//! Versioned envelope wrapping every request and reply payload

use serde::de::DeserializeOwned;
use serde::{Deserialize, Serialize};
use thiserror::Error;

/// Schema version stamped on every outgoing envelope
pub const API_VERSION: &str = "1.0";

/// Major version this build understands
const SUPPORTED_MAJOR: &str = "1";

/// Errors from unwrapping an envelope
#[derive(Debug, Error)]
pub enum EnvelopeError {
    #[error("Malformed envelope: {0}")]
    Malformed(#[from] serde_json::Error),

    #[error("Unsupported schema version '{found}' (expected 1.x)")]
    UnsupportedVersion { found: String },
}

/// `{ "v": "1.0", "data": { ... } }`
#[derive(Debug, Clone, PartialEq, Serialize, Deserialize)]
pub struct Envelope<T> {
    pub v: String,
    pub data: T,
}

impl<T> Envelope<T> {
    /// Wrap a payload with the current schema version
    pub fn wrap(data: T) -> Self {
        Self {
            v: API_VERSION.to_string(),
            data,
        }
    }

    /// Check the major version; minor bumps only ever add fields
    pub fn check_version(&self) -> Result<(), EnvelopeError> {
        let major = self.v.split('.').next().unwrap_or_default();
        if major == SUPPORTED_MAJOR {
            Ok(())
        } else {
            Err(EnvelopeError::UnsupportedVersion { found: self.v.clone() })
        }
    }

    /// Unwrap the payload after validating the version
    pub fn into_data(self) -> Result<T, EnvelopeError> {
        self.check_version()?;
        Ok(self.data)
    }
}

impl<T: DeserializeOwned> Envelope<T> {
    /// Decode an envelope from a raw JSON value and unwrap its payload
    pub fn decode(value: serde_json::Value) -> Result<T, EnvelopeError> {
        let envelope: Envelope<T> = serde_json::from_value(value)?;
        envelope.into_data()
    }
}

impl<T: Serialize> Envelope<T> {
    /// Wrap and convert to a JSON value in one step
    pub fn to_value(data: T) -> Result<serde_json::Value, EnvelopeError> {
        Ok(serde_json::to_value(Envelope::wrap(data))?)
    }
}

★ ★ ★ ★ ★

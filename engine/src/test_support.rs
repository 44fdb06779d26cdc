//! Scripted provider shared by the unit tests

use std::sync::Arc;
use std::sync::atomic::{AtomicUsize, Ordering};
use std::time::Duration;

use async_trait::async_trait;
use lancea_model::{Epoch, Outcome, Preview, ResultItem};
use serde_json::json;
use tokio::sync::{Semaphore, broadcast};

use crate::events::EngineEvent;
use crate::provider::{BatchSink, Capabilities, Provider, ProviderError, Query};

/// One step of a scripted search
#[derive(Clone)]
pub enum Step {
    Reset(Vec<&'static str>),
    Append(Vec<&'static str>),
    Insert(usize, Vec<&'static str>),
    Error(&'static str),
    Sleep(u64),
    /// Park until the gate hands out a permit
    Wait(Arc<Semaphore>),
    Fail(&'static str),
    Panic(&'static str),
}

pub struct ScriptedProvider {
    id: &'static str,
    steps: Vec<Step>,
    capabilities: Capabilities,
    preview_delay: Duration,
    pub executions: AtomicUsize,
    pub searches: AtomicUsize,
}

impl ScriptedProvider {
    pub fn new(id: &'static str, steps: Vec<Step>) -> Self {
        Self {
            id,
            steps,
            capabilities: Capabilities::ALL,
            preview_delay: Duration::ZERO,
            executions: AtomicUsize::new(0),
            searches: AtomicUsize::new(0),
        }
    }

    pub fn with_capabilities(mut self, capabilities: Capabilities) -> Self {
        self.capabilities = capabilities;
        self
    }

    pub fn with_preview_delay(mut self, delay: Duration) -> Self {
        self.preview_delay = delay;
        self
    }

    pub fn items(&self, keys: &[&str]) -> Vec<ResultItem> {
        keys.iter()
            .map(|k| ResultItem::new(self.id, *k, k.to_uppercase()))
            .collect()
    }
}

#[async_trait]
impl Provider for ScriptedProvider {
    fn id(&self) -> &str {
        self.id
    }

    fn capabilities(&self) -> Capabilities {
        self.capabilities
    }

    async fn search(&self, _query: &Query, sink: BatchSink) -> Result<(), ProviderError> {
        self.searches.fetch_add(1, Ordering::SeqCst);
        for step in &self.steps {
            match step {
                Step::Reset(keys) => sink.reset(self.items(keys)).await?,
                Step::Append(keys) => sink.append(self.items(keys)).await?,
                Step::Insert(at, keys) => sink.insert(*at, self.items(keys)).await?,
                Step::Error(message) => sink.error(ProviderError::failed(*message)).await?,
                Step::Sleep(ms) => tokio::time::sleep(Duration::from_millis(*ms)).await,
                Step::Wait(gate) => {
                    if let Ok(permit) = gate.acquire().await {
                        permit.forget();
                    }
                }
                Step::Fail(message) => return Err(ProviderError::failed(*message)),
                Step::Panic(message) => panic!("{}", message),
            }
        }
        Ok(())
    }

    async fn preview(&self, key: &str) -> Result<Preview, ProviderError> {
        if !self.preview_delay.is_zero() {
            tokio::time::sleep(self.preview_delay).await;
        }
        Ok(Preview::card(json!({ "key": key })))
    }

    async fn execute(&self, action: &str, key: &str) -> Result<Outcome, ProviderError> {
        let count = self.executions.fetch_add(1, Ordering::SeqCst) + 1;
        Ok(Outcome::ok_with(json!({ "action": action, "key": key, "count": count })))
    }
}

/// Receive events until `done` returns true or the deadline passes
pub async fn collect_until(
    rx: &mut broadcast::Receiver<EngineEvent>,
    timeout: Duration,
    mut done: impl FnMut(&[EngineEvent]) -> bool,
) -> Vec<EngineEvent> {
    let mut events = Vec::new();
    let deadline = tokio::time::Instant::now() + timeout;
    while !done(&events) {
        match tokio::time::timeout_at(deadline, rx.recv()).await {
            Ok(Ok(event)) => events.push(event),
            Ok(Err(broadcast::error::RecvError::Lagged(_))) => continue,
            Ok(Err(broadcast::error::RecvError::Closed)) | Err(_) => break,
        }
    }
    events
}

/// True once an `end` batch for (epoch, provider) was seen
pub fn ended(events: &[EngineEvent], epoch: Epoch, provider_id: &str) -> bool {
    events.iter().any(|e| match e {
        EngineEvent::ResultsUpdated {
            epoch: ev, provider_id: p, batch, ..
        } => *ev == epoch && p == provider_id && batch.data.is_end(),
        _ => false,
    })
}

★ ★ ★ ★ ★

Every line that holds the word "struct" should be copied from the records.

pub struct Envelope<T> {
pub struct ScriptedProvider {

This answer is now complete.